The maximum value of the metric is at the outfall, i.e., node 531, which makes it, as expected, the most suitable node to host a sensor. The ranking of Figure 8 is indicative of the ability of each node to collect information derived from other nodes in the system. In particular, it is possible to note that the metric identifies several main paths in the network, characterized by the presence of nodes with high intrinsic relevance (yellow nodes), corresponding to endpoints of separate branches, and in any case, connected to other well-connected nodes. Obviously, each node can receive information only from the nodes adjacent to it, and the ability to collect information from some nodes is greater than that of the others due to their topological relevance. Most of the nodes with high values of the metric are located near the only outfall, along the main path directed towards this point. A second important path intersects the main one close to the outfall (in the red node), while another path of medium importance is located in the northwest area of the network. The remaining part of the nodes takes on very low or even zero metric values.

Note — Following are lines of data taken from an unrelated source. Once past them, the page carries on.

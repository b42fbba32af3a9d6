//! Model run state

use serde::{Deserialize, Serialize};
use std::fmt;

/// Outcome of a lease model run
#[derive(Debug, Clone, Copy, PartialEq, Eq, Serialize, Deserialize)]
pub enum RunStatus {
    /// Model generated and all QA checks passed
    Completed,
    /// Lease qualified for a recognition exemption
    Exempt,
    /// Model generated but at least one QA check failed
    QaFailed,
    /// Model could not be generated
    Failed,
}

impl RunStatus {
    /// Whether the run should be reported as a success
    pub fn is_success(&self) -> bool {
        matches!(self, RunStatus::Completed | RunStatus::Exempt)
    }
}

impl fmt::Display for RunStatus {
    fn fmt(&self, f: &mut fmt::Formatter<'_>) -> fmt::Result {
        let s = match self {
            RunStatus::Completed => "Completed",
            RunStatus::Exempt => "Exempt",
            RunStatus::QaFailed => "QaFailed",
            RunStatus::Failed => "Failed",
        };
        f.write_str(s)
    }
}

impl std::str::FromStr for RunStatus {
    type Err = String;

    fn from_str(s: &str) -> Result<Self, Self::Err> {
        match s {
            "Completed" => Ok(RunStatus::Completed),
            "Exempt" => Ok(RunStatus::Exempt),
            "QaFailed" => Ok(RunStatus::QaFailed),
            "Failed" => Ok(RunStatus::Failed),
            other => Err(format!("Unknown run status '{}'", other)),
        }
    }
}
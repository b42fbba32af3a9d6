//! Right-of-use asset depreciation

use crate::core::error::{LeaseError, LeaseResult};
use crate::core::measurement::round_cents;
use chrono::{Months, NaiveDate};
use serde::{Deserialize, Serialize};
use std::fmt;

/// Depreciation pattern for the right-of-use asset
#[derive(Debug, Clone, Copy, PartialEq, Eq, Default, Serialize, Deserialize)]
#[serde(rename_all = "snake_case")]
pub enum DepreciationMethod {
    #[default]
    StraightLine,
    /// Sum of the months' digits
    SumOfYears,
    DoubleDeclining,
}

impl DepreciationMethod {
    /// Identifier used in configuration and reports
    pub fn as_str(&self) -> &'static str {
        match self {
            DepreciationMethod::StraightLine => "straight_line",
            DepreciationMethod::SumOfYears => "sum_of_years",
            DepreciationMethod::DoubleDeclining => "double_declining",
        }
    }

    /// Human-readable name for notes
    pub fn label(&self) -> &'static str {
        match self {
            DepreciationMethod::StraightLine => "straight-line",
            DepreciationMethod::SumOfYears => "sum-of-the-months'-digits",
            DepreciationMethod::DoubleDeclining => "double-declining balance",
        }
    }
}

impl fmt::Display for DepreciationMethod {
    fn fmt(&self, f: &mut fmt::Formatter<'_>) -> fmt::Result {
        f.write_str(self.as_str())
    }
}

impl std::str::FromStr for DepreciationMethod {
    type Err = LeaseError;

    fn from_str(s: &str) -> Result<Self, Self::Err> {
        match s {
            "straight_line" => Ok(DepreciationMethod::StraightLine),
            "sum_of_years" => Ok(DepreciationMethod::SumOfYears),
            "double_declining" => Ok(DepreciationMethod::DoubleDeclining),
            other => Err(LeaseError::Config(format!(
                "Unknown depreciation method '{}'",
                other
            ))),
        }
    }
}

/// One month of depreciation
#[derive(Debug, Clone, PartialEq, Serialize, Deserialize)]
pub struct DepreciationRow {
    pub period: u32,
    pub date: NaiveDate,
    pub depreciation: f64,
    pub balance: f64,
}

/// Add whole months, clamping to the last day of shorter months
pub fn add_months(date: NaiveDate, months: u32) -> NaiveDate {
    date.checked_add_months(Months::new(months))
        .unwrap_or(NaiveDate::MAX)
}

/// Generate the monthly depreciation schedule of a right-of-use asset.
///
/// The final month absorbs any rounding so that the asset is depreciated
/// exactly down to its residual value.
pub fn generate_depreciation_schedule(
    start_date: NaiveDate,
    term_months: u32,
    rou_asset: f64,
    method: DepreciationMethod,
    residual_value: f64,
) -> LeaseResult<Vec<DepreciationRow>> {
    if rou_asset <= 0.0 {
        return Err(LeaseError::InvalidAsset(rou_asset));
    }
    if residual_value < 0.0 || residual_value >= rou_asset {
        return Err(LeaseError::InvalidResidual(
            "Residual value must be non-negative and less than ROU asset".to_string(),
        ));
    }
    if term_months == 0 {
        return Err(LeaseError::InvalidInput(
            "Lease term must be at least one month".to_string(),
        ));
    }

    let term = term_months as f64;
    let depreciable_amount = rou_asset - residual_value;
    let sum_of_months = term * (term + 1.0) / 2.0;
    let declining_rate = 2.0 / term;

    let mut schedule = Vec::with_capacity(term_months as usize);
    let mut cumulative = 0.0;

    for i in 0..term_months {
        let mut depr = match method {
            DepreciationMethod::StraightLine => depreciable_amount / term,
            DepreciationMethod::SumOfYears => {
                let remaining = (term_months - i) as f64;
                remaining / sum_of_months * depreciable_amount
            }
            DepreciationMethod::DoubleDeclining => {
                let book_value = rou_asset - cumulative;
                let charge = book_value * declining_rate;
                if book_value - charge < residual_value {
                    book_value - residual_value
                } else {
                    charge
                }
            }
        };

        if i == term_months - 1 {
            depr = depreciable_amount - cumulative;
        }

        let depr = round_cents(depr);
        cumulative += depr;
        schedule.push(DepreciationRow {
            period: i + 1,
            date: add_months(start_date, i),
            depreciation: depr,
            balance: round_cents(rou_asset - cumulative),
        });
    }

    Ok(schedule)
}

#[cfg(test)]
mod tests {
    use super::*;

    fn start() -> NaiveDate {
        NaiveDate::from_ymd_opt(2025, 1, 1).unwrap()
    }

    fn total(rows: &[DepreciationRow]) -> f64 {
        rows.iter().map(|r| r.depreciation).sum()
    }

    #[test]
    fn test_straight_line() {
        let rows =
            generate_depreciation_schedule(start(), 12, 1200.0, DepreciationMethod::StraightLine, 0.0)
                .unwrap();
        assert_eq!(rows.len(), 12);
        assert!(rows.iter().all(|r| r.depreciation == 100.0));
        assert_eq!(rows.last().unwrap().balance, 0.0);
    }

    #[test]
    fn test_final_month_absorbs_rounding() {
        let rows =
            generate_depreciation_schedule(start(), 3, 100.0, DepreciationMethod::StraightLine, 0.0)
                .unwrap();
        assert_eq!(rows[0].depreciation, 33.33);
        assert_eq!(rows[1].depreciation, 33.33);
        assert_eq!(rows[2].depreciation, 33.34);
        assert_eq!(rows[2].balance, 0.0);
    }

    #[test]
    fn test_sum_of_years_front_loads() {
        let rows =
            generate_depreciation_schedule(start(), 6, 24000.0, DepreciationMethod::SumOfYears, 0.0)
                .unwrap();
        assert!(rows[0].depreciation > rows[5].depreciation);
        assert!((total(&rows) - 24000.0).abs() < 0.01);
    }

    #[test]
    fn test_double_declining_stops_at_residual() {
        let rows = generate_depreciation_schedule(
            start(),
            6,
            24000.0,
            DepreciationMethod::DoubleDeclining,
            2000.0,
        )
        .unwrap();
        assert!((total(&rows) - 22000.0).abs() < 0.01);
        assert!(rows.iter().all(|r| r.balance >= 2000.0 - 0.01));
        assert_eq!(rows.last().unwrap().balance, 2000.0);
    }

    #[test]
    fn test_dates_clamp_to_month_end() {
        let jan31 = NaiveDate::from_ymd_opt(2025, 1, 31).unwrap();
        let rows =
            generate_depreciation_schedule(jan31, 3, 300.0, DepreciationMethod::StraightLine, 0.0)
                .unwrap();
        assert_eq!(rows[1].date, NaiveDate::from_ymd_opt(2025, 2, 28).unwrap());
        assert_eq!(rows[2].date, NaiveDate::from_ymd_opt(2025, 3, 31).unwrap());
    }

    #[test]
    fn test_rejects_invalid_inputs() {
        let sl = DepreciationMethod::StraightLine;
        assert!(matches!(
            generate_depreciation_schedule(start(), 12, 0.0, sl, 0.0),
            Err(LeaseError::InvalidAsset(_))
        ));
        assert!(matches!(
            generate_depreciation_schedule(start(), 12, 100.0, sl, 100.0),
            Err(LeaseError::InvalidResidual(_))
        ));
        assert!(matches!(
            generate_depreciation_schedule(start(), 0, 100.0, sl, 0.0),
            Err(LeaseError::InvalidInput(_))
        ));
    }

    #[test]
    fn test_method_round_trips_through_str() {
        for method in [
            DepreciationMethod::StraightLine,
            DepreciationMethod::SumOfYears,
            DepreciationMethod::DoubleDeclining,
        ] {
            assert_eq!(method.as_str().parse::<DepreciationMethod>().unwrap(), method);
        }
        assert!("reducing".parse::<DepreciationMethod>().is_err());
    }
}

The selection of the nodes to be indicated as candidate positions for the installation of sensors should consider metric values in the range [20, 100]. This criterion leads to the identification of seven nodes as candidate positions for sensors, obviously belonging to the main routes mentioned before.

Overall, such a metric trend allows for tracing the detection of contaminants in the network and highlighting the points that are most characterized by this process.

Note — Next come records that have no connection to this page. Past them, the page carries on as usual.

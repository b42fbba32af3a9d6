//! leasebook - IFRS 16 lease accounting models

pub mod cli;
pub mod core;
pub mod execution;
pub mod persistence;
pub mod reporting;

// Re-export commonly used types
pub use core::config::LeaseConfig;
pub use core::{DepreciationMethod, LeaseError, LeaseResult, LeaseSchedule, PaymentTiming, RunStatus};
pub use execution::{run_lease_model, LeaseModel, ModelEngine, ModelEvent, ModelOutcome};
pub use persistence::{InMemoryPersistence, PersistenceBackend, RunSummary};
pub use reporting::{run_qa_checks, Disclosures, QaOptions, QaReport};
//! Recognition exemptions for short-term and low-value leases

use crate::core::depreciation::add_months;
use crate::core::measurement::round_cents;
use chrono::NaiveDate;
use serde::{Deserialize, Serialize};
use std::fmt;

/// Longest term that still qualifies as a short-term lease
pub const SHORT_TERM_MAX_MONTHS: u32 = 12;

/// Why a lease is kept off balance sheet
#[derive(Debug, Clone, Copy, PartialEq, Eq, Serialize, Deserialize)]
#[serde(rename_all = "snake_case")]
pub enum ExemptionReason {
    LowValue,
    ShortTerm,
}

impl fmt::Display for ExemptionReason {
    fn fmt(&self, f: &mut fmt::Formatter<'_>) -> fmt::Result {
        match self {
            ExemptionReason::LowValue => f.write_str("Low-value lease (IFRS 16.5)"),
            ExemptionReason::ShortTerm => f.write_str("Short-term lease (IFRS 16.6)"),
        }
    }
}

/// One month of straight-line lease expense
#[derive(Debug, Clone, PartialEq, Serialize, Deserialize)]
pub struct ExpenseRow {
    pub period: u32,
    pub date: NaiveDate,
    pub lease_expense: f64,
}

/// A lease accounted for as a straight-line expense
#[derive(Debug, Clone, Serialize, Deserialize)]
pub struct ExemptLease {
    pub reasons: Vec<ExemptionReason>,
    /// Straight-line expense recognised each month
    pub monthly_expense: f64,
    pub schedule: Vec<ExpenseRow>,
}

impl ExemptLease {
    /// Spread the scheduled payment stream evenly over its months.
    ///
    /// `payments` is the monthly-aligned stream after frequency, so quarterly
    /// and annual leases expense the cash actually paid. The last month takes
    /// the rounding remainder.
    pub fn new(start_date: NaiveDate, payments: &[f64], reasons: Vec<ExemptionReason>) -> Self {
        let total = round_cents(payments.iter().sum());
        let months = payments.len();
        let monthly_expense = if months == 0 {
            0.0
        } else {
            round_cents(total / months as f64)
        };

        let schedule = (0..months)
            .map(|i| {
                let lease_expense = if i + 1 == months {
                    round_cents(total - monthly_expense * (months - 1) as f64)
                } else {
                    monthly_expense
                };
                ExpenseRow {
                    period: i as u32 + 1,
                    date: add_months(start_date, i as u32),
                    lease_expense,
                }
            })
            .collect();

        Self {
            reasons,
            monthly_expense,
            schedule,
        }
    }

    /// Reasons joined for display
    pub fn reason_text(&self) -> String {
        self.reasons
            .iter()
            .map(|r| r.to_string())
            .collect::<Vec<_>>()
            .join(" and ")
    }

    pub fn total_expense(&self) -> f64 {
        self.schedule.iter().map(|r| r.lease_expense).sum()
    }

    /// Monthly journal lines as (account, amount)
    pub fn monthly_journal(&self) -> Vec<(&'static str, f64)> {
        vec![
            ("Dr Lease Expense", self.monthly_expense),
            ("Cr Cash/Accrued Lease Payments", self.monthly_expense),
        ]
    }
}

Optimization procedure vs. in-relevance-harmonic centrality

The comparison of the results obtained by the in-relevance-harmonic centrality and the optimization procedure performed assuming a threshold concentration equal to 0.008 mg/l highlighted that the two procedures provide comparable results since the points selected for either sensor installation or sampling are very close. In fact, the nodes contained in the range chosen for the topological metric enclose the ones provided by the optimization or indicate adjacent positions. In both cases, the candidate nodes to host the sensors are located along the same path.

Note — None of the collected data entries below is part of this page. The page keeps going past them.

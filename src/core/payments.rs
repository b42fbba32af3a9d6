//! Lease payment streams

use crate::core::measurement::round_cents;
use serde::{Deserialize, Serialize};
use std::collections::HashMap;

/// When a payment falls within its period
#[derive(Debug, Clone, Copy, PartialEq, Eq, Default, Serialize, Deserialize)]
#[serde(rename_all = "lowercase")]
pub enum PaymentTiming {
    /// Paid in arrears, at the end of the period
    #[default]
    End,
    /// Paid in advance, at the start of the period
    Beginning,
}

/// How often a lease payment is made
#[derive(Debug, Clone, Copy, PartialEq, Eq, Default, Serialize, Deserialize)]
#[serde(rename_all = "lowercase")]
pub enum PaymentFrequency {
    #[default]
    Monthly,
    Quarterly,
    Annually,
}

impl PaymentFrequency {
    /// Number of months covered by one payment
    pub fn months_per_period(&self) -> u32 {
        match self {
            PaymentFrequency::Monthly => 1,
            PaymentFrequency::Quarterly => 3,
            PaymentFrequency::Annually => 12,
        }
    }
}

/// A one-off percentage change applied to the payment of a given month
#[derive(Debug, Clone, Copy, PartialEq, Serialize, Deserialize)]
pub struct PaymentAdjustment {
    /// Zero-based month index
    pub month: u32,

    /// Percentage change (e.g. 5.0 for +5%)
    pub percent: f64,
}

/// Build a monthly payment stream with CPI escalation and step adjustments.
///
/// CPI compounds monthly from the first month: month `m` is scaled by
/// `(1 + cpi/100)^((m + 1) / 12)`. An adjustment for month `m` is applied
/// on top of the CPI-scaled amount. When several adjustments name the same
/// month the last one wins.
pub fn generate_variable_payments(
    base_payment: f64,
    term_months: u32,
    adjustments: &[PaymentAdjustment],
    annual_cpi_percent: f64,
) -> Vec<f64> {
    let cpi_factor = (1.0 + annual_cpi_percent / 100.0).powf(1.0 / 12.0);
    let adjustments: HashMap<u32, f64> = adjustments
        .iter()
        .map(|adj| (adj.month, adj.percent))
        .collect();

    (0..term_months)
        .map(|m| {
            let mut payment = base_payment;
            if annual_cpi_percent != 0.0 {
                payment *= cpi_factor.powi(m as i32 + 1);
            }
            if let Some(pct) = adjustments.get(&m) {
                payment *= 1.0 + pct / 100.0;
            }
            round_cents(payment)
        })
        .collect()
}

/// Spread a monthly stream onto the months a payment actually falls due.
///
/// Months that are not payment months carry a zero payment so the stream
/// stays aligned with the monthly schedule.
pub fn apply_frequency(
    monthly: &[f64],
    frequency: PaymentFrequency,
    timing: PaymentTiming,
) -> Vec<f64> {
    let k = frequency.months_per_period() as usize;
    if k == 1 {
        return monthly.to_vec();
    }

    monthly
        .iter()
        .enumerate()
        .map(|(m, amount)| {
            let due = match timing {
                PaymentTiming::End => m % k == k - 1,
                PaymentTiming::Beginning => m % k == 0,
            };
            if due { *amount } else { 0.0 }
        })
        .collect()
}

However, it is worth noting that the solution achieved by the optimization procedure varies depending on the threshold concentration. Indeed, assuming worse quality sensors (i.e., increasing the threshold concentration), the number of installed sensors ensuring the full coverage of the network increases accordingly. The solution provided by the topological metric, instead, remains unchanged, being only based on the network topology.

In order to evaluate whether the topological approach is still efficient even considering different sensors, i.e., different threshold values, Figure 9 shows the optimization solutions obtained by using two different threshold concentrations, i.e., assuming smaller and larger values than the one considered in Figure 7, set as 0.003 mg/l (a) and 0.01 mg/l (b), respectively.
Figure 9

Sensor installation according to the optimization procedures performed for threshold concentration equal to 0.003 mg/l (a) and 0.01 mg/l (b).

Figure 9

Sensor installation according to the optimization procedures performed for threshold concentration equal to 0.003 mg/l (a) and 0.01 mg/l (b).

Close modal

Results highlight that the nodes selected by the optimization solver still lie within the range of nodes with high metric values. Particularly, considering the optimization performed using a threshold value equal to 0.003 mg/l (Figure 9(a)), the analysis suggests installing only four sensors, specifically in the neighborhood where the topological approach provides higher values of the metric (Figure 8), which corresponds to the first sensors selected in the case 0.008 mg/l (Figure 7). Again, considering the optimization performed using a threshold value equal to 0.01 mg/l, the suggested locations of the additional sensors are reported in Figure 9(b). The position of the new devices defines a further path of monitoring in the network, just as occurs for the topological metric (Figure 8). They still include the eight locations selected in the test = 0.008 mg/l (Figure 7), demonstrating good robustness of the optimal solution with respect to the threshold value.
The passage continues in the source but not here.